TASK DETAILS: Please give the number of lines in the records below where the word "impl" occurs, and nothing else.
• • • •
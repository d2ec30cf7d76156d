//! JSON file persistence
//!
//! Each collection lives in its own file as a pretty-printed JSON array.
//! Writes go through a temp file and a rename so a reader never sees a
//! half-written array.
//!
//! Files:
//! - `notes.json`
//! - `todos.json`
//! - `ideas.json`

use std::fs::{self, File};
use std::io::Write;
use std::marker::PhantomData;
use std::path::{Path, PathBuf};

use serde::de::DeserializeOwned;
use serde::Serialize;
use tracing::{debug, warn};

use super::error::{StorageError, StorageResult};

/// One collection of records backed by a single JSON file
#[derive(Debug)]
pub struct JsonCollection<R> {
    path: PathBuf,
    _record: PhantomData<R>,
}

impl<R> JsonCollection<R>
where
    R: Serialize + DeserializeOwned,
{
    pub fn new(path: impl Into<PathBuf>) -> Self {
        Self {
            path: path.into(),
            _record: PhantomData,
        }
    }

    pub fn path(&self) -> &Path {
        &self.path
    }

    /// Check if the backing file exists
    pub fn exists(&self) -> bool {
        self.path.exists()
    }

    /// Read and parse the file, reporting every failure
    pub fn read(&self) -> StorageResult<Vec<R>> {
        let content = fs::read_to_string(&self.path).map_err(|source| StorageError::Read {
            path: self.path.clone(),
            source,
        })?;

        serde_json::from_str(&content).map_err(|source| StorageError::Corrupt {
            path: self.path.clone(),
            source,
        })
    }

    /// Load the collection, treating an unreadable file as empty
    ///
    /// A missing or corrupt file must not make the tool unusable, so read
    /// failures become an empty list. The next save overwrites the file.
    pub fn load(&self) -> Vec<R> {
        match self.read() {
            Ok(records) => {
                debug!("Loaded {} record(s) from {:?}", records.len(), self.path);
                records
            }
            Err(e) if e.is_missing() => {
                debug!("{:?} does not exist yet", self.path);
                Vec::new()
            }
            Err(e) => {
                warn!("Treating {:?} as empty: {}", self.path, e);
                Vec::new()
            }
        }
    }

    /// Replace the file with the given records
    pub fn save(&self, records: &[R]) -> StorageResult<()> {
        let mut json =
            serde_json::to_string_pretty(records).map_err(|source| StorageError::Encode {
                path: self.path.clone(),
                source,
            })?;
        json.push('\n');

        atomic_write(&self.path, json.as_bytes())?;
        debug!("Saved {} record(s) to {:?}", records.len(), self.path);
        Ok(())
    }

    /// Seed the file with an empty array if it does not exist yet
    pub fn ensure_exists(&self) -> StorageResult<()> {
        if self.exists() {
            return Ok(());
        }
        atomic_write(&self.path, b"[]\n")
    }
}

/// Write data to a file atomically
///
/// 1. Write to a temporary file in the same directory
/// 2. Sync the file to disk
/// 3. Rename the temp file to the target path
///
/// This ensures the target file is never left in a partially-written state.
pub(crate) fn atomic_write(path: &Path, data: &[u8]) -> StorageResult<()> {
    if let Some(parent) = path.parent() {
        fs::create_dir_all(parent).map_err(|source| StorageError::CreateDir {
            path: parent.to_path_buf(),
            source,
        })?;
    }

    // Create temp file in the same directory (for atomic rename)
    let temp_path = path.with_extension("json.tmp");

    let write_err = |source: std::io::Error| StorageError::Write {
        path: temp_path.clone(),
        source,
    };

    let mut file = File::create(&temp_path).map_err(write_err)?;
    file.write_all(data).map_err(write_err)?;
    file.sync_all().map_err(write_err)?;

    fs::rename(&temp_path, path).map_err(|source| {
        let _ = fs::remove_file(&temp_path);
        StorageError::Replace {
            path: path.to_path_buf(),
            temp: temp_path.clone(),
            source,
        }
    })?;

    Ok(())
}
• • • •
RESPONSE FOR THIS EXERCISE: 2